[MATERIAL PROVIDED]
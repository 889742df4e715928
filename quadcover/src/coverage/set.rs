//! Deduplicated quadkey sets at a single zoom level.

use std::collections::btree_set;
use std::collections::BTreeSet;

use serde::Serialize;

use super::CoverageError;
use crate::coord::{Quadkey, MAX_ZOOM, MIN_ZOOM};

/// A set of quadkeys that all share one zoom level.
///
/// Iteration is in lexicographic order, so output built from a set is
/// deterministic.
#[derive(Debug, Clone, PartialEq, Eq, Serialize)]
pub struct CoverageSet {
    zoom: u8,
    quadkeys: BTreeSet<Quadkey>,
}

impl CoverageSet {
    /// Creates an empty set for `zoom`.
    pub fn new(zoom: u8) -> Result<Self, CoverageError> {
        if !(MIN_ZOOM..=MAX_ZOOM).contains(&zoom) {
            return Err(CoverageError::InvalidZoom(zoom));
        }
        Ok(Self {
            zoom,
            quadkeys: BTreeSet::new(),
        })
    }

    /// Builds a set from quadkeys, which must all be at `zoom`.
    pub fn from_quadkeys<I>(zoom: u8, quadkeys: I) -> Result<Self, CoverageError>
    where
        I: IntoIterator<Item = Quadkey>,
    {
        let mut set = Self::new(zoom)?;
        for quadkey in quadkeys {
            set.insert(quadkey)?;
        }
        Ok(set)
    }

    /// Adds a quadkey. Returns whether it was new.
    pub fn insert(&mut self, quadkey: Quadkey) -> Result<bool, CoverageError> {
        if quadkey.zoom() != self.zoom {
            return Err(CoverageError::ZoomMismatch {
                expected: self.zoom,
                actual: quadkey.zoom(),
            });
        }
        Ok(self.quadkeys.insert(quadkey))
    }

    #[inline]
    pub fn zoom(&self) -> u8 {
        self.zoom
    }

    #[inline]
    pub fn len(&self) -> usize {
        self.quadkeys.len()
    }

    #[inline]
    pub fn is_empty(&self) -> bool {
        self.quadkeys.is_empty()
    }

    pub fn contains(&self, quadkey: &Quadkey) -> bool {
        self.quadkeys.contains(quadkey)
    }

    pub fn iter(&self) -> btree_set::Iter<'_, Quadkey> {
        self.quadkeys.iter()
    }

    /// Derives the coarser grouping keys by keeping the first `zoom`
    /// digits of every quadkey and dropping duplicates.
    ///
    /// This is pure prefix truncation: the result is never larger than
    /// `self`, and every member is an ancestor of some member of `self`.
    pub fn coarsen(&self, zoom: u8) -> Result<CoverageSet, CoverageError> {
        if zoom < MIN_ZOOM || zoom > self.zoom {
            return Err(CoverageError::InvalidZoom(zoom));
        }
        let mut coarse = CoverageSet::new(zoom)?;
        for quadkey in &self.quadkeys {
            coarse.quadkeys.insert(quadkey.truncate(zoom)?);
        }
        Ok(coarse)
    }

    /// Adds every member of `other`, which must be at the same zoom.
    pub fn merge(&mut self, other: &CoverageSet) -> Result<(), CoverageError> {
        if other.zoom != self.zoom {
            return Err(CoverageError::ZoomMismatch {
                expected: self.zoom,
                actual: other.zoom,
            });
        }
        self.quadkeys.extend(other.quadkeys.iter().cloned());
        Ok(())
    }

    /// Quadkeys as plain strings, in set order.
    pub fn to_strings(&self) -> Vec<String> {
        self.quadkeys.iter().map(|q| q.to_string()).collect()
    }
}

impl<'a> IntoIterator for &'a CoverageSet {
    type Item = &'a Quadkey;
    type IntoIter = btree_set::Iter<'a, Quadkey>;

    fn into_iter(self) -> Self::IntoIter {
        self.quadkeys.iter()
    }
}

#[cfg(test)]
mod tests {
    use super::*;

    fn qk(s: &str) -> Quadkey {
        s.parse().unwrap()
    }

    #[test]
    fn test_insert_dedupes() {
        let mut set = CoverageSet::new(3).unwrap();
        assert!(set.insert(qk("012")).unwrap());
        assert!(!set.insert(qk("012")).unwrap());
        assert_eq!(set.len(), 1);
    }

    #[test]
    fn test_insert_rejects_other_zoom() {
        let mut set = CoverageSet::new(3).unwrap();
        let result = set.insert(qk("0123"));
        assert_eq!(
            result,
            Err(CoverageError::ZoomMismatch {
                expected: 3,
                actual: 4
            })
        );
    }

    #[test]
    fn test_new_rejects_bad_zoom() {
        assert_eq!(CoverageSet::new(0), Err(CoverageError::InvalidZoom(0)));
        assert_eq!(CoverageSet::new(24), Err(CoverageError::InvalidZoom(24)));
    }

    #[test]
    fn test_coarsen_truncates_and_dedupes() {
        let set = CoverageSet::from_quadkeys(
            5,
            ["01230", "01231", "01232", "03000", "21003"].map(qk),
        )
        .unwrap();

        let coarse = set.coarsen(3).unwrap();
        assert_eq!(coarse.zoom(), 3);
        assert_eq!(coarse.to_strings(), vec!["012", "030", "210"]);
    }

    #[test]
    fn test_coarsen_to_same_zoom_is_identity() {
        let set = CoverageSet::from_quadkeys(2, ["01", "33"].map(qk)).unwrap();
        assert_eq!(set.coarsen(2).unwrap(), set);
    }

    #[test]
    fn test_coarsen_rejects_finer_zoom() {
        let set = CoverageSet::from_quadkeys(2, ["01"].map(qk)).unwrap();
        assert_eq!(set.coarsen(3), Err(CoverageError::InvalidZoom(3)));
    }

    #[test]
    fn test_merge() {
        let mut a = CoverageSet::from_quadkeys(2, ["01", "02"].map(qk)).unwrap();
        let b = CoverageSet::from_quadkeys(2, ["02", "03"].map(qk)).unwrap();
        a.merge(&b).unwrap();
        assert_eq!(a.to_strings(), vec!["01", "02", "03"]);

        let c = CoverageSet::new(3).unwrap();
        assert!(a.merge(&c).is_err());
    }
}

[YOUR OBJECTIVE] When "contains" shows up in a line of the material, report that line.

[SOLUTION FOR THIS TASK]
        if !(MIN_ZOOM..=MAX_ZOOM).contains(&zoom) {
    pub fn contains(&self, quadkey: &Quadkey) -> bool {
        self.quadkeys.contains(quadkey)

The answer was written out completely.